The chapel itself is still owned by Sulpician Fathers and is open to the public.

Besides ongoing worship services, its state-of-the art lighting and acoustics provide a venue for an ongoing concert series that has included performances by groups ranging from the U.S. Army Field Band to the Handel Choir of Baltimore.

"Since Charlestown opened in 1983, there's been a lot of major, major additions to the interior, all of which were paid for by donations from Charlestown residents, who really have contributed some big bucks," Larrivee said. "The organ was completely rebuilt, a new lighting system was installed, and a dozen or so statues have also been added to the chapel."

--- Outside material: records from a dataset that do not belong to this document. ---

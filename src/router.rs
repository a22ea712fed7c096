// ============================================================================
// ROUTER - path <-> Route, history navigation
// ============================================================================

use std::cell::Cell;
use std::rc::Rc;

use wasm_bindgen::closure::Closure;
use wasm_bindgen::{JsCast, JsValue};

use crate::state::reactivity::ReactiveState;
use crate::utils::constants::{BRAND_PORTAL_PATH, HOME_PATH, LOGIN_PATH};
use crate::viewmodels::route_guard::GuardMode;

#[derive(Clone, Debug, PartialEq, Eq)]
pub enum Route {
    Login,
    Home,
    Users,
    Brands,
    BrandDetail(String),
    Locations,
    Looks,
    BrandPortal,
    NotFound(String),
}

impl Route {
    pub fn parse(path: &str) -> Self {
        let trimmed = path.trim_end_matches('/');
        let segments: Vec<&str> = trimmed.split('/').filter(|segment| !segment.is_empty()).collect();

        match segments.as_slice() {
            [] => Route::Home,
            ["login"] => Route::Login,
            ["users"] => Route::Users,
            ["brands"] => Route::Brands,
            ["brands", id] => Route::BrandDetail((*id).to_string()),
            ["locations"] => Route::Locations,
            ["looks"] => Route::Looks,
            ["brand-portal", ..] => Route::BrandPortal,
            _ => Route::NotFound(path.to_string()),
        }
    }

    pub fn path(&self) -> String {
        match self {
            Route::Login => LOGIN_PATH.to_string(),
            Route::Home => HOME_PATH.to_string(),
            Route::Users => "/users".to_string(),
            Route::Brands => "/brands".to_string(),
            Route::BrandDetail(id) => format!("/brands/{}", id),
            Route::Locations => "/locations".to_string(),
            Route::Looks => "/looks".to_string(),
            Route::BrandPortal => BRAND_PORTAL_PATH.to_string(),
            Route::NotFound(path) => path.clone(),
        }
    }

    /// Access level the page declares for the route guard
    pub fn guard_mode(&self) -> GuardMode {
        match self {
            Route::Login => GuardMode::Guest,
            _ => GuardMode::Auth,
        }
    }

    pub fn title(&self) -> &'static str {
        match self {
            Route::Login => "Sign in",
            Route::Home => "Dashboard",
            Route::Users => "Users",
            Route::Brands => "Brands",
            Route::BrandDetail(_) => "Brand",
            Route::Locations => "Locations",
            Route::Looks => "Looks",
            Route::BrandPortal => "Brand portal",
            Route::NotFound(_) => "Not found",
        }
    }
}

/// Current route, kept in sync with `window.location`
#[derive(Clone)]
pub struct Router {
    route: ReactiveState<Route>,
    listening: Rc<Cell<bool>>,
}

impl Router {
    pub fn new() -> Self {
        Self {
            route: ReactiveState::new(Route::parse(&current_path())),
            listening: Rc::new(Cell::new(false)),
        }
    }

    pub fn route(&self) -> Route {
        self.route.get()
    }

    pub fn subscribe<F>(&self, callback: F)
    where
        F: Fn() + 'static,
    {
        self.route.subscribe(callback);
    }

    /// Push a new history entry and switch route
    pub fn navigate(&self, path: &str) {
        if path == current_path() {
            return;
        }
        log::info!("🧭 [ROUTER] -> {}", path);
        if let Some(history) = web_sys::window().and_then(|w| w.history().ok()) {
            if let Err(e) = history.push_state_with_url(&JsValue::NULL, "", Some(path)) {
                log::error!("❌ [ROUTER] pushState failed: {:?}", e);
            }
        }
        self.route.set(Route::parse(path));
    }

    /// Follow back/forward. Registered once; later calls are ignored.
    pub fn listen(&self) -> Result<(), JsValue> {
        if self.listening.replace(true) {
            log::warn!("⚠️ [ROUTER] listen() already called, ignoring");
            return Ok(());
        }
        let window = web_sys::window().ok_or_else(|| JsValue::from_str("No window"))?;
        let route = self.route.clone();
        let closure = Closure::wrap(Box::new(move |_e: web_sys::PopStateEvent| {
            route.set(Route::parse(&current_path()));
        }) as Box<dyn FnMut(web_sys::PopStateEvent)>);
        window.add_event_listener_with_callback("popstate", closure.as_ref().unchecked_ref())?;
        // Lives as long as the page
        closure.forget();
        Ok(())
    }
}

impl Default for Router {
    fn default() -> Self {
        Self::new()
    }
}

pub fn current_path() -> String {
    web_sys::window()
        .and_then(|w| w.location().pathname().ok())
        .unwrap_or_else(|| HOME_PATH.to_string())
}

pub fn current_query() -> String {
    web_sys::window()
        .and_then(|w| w.location().search().ok())
        .unwrap_or_default()
}

/// Rewrite the query string in place (no new history entry)
pub fn replace_query(query: &str) {
    let Some(window) = web_sys::window() else {
        return;
    };
    let url = if query.is_empty() {
        current_path()
    } else {
        format!("{}?{}", current_path(), query)
    };
    if let Ok(history) = window.history() {
        if let Err(e) = history.replace_state_with_url(&JsValue::NULL, "", Some(&url)) {
            log::error!("❌ [ROUTER] replaceState failed: {:?}", e);
        }
    }
}

#[cfg(test)]
mod tests {
    use super::*;

    #[test]
    fn parses_known_paths() {
        assert_eq!(Route::parse("/"), Route::Home);
        assert_eq!(Route::parse(""), Route::Home);
        assert_eq!(Route::parse("/login"), Route::Login);
        assert_eq!(Route::parse("/users/"), Route::Users);
        assert_eq!(Route::parse("/brands/42"), Route::BrandDetail("42".to_string()));
        assert_eq!(Route::parse("/brand-portal/ads"), Route::BrandPortal);
        assert_eq!(Route::parse("/nope/1/2"), Route::NotFound("/nope/1/2".to_string()));
    }

    #[test]
    fn paths_round_trip() {
        for route in [
            Route::Login,
            Route::Home,
            Route::Users,
            Route::Brands,
            Route::BrandDetail("b1".to_string()),
            Route::Locations,
            Route::Looks,
            Route::BrandPortal,
        ] {
            assert_eq!(Route::parse(&route.path()), route);
        }
    }

    #[test]
    fn only_login_is_a_guest_page() {
        assert_eq!(Route::Login.guard_mode(), GuardMode::Guest);
        assert_eq!(Route::Users.guard_mode(), GuardMode::Auth);
        assert_eq!(Route::BrandPortal.guard_mode(), GuardMode::Auth);
    }
}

This spirit of generosity is very much in keeping with the chapel's founding and tradition. Its construction in the early 1900s was made possible by donations from Robert and Elizabeth Jenkins, members of a prominent Baltimore family that had prospered in banking, silver-smithing and similar enterprises. Several members of the family are buried in the chapel's crypt.

As Larrivee explains, Robert and Elizabeth Jenkins traveled extensively in Europe, where they visited many historic cathedrals and chapels. Later, the couple had considerable input into the design of Our Lady of the Angels and were deeply inspired by the magnificent structures they'd seen in France and Italy.

In keeping with the Jenkins' original vision, all the marble used in the chapel's construction. and in more contemporary enhancements and renovations, is Italian. All the statues were sculpted in Italy.

"There's still a ton of the Jenkinses around," Larrivee said. "Over the years, we've even had some members of the Jenkins family living here at Charlestown."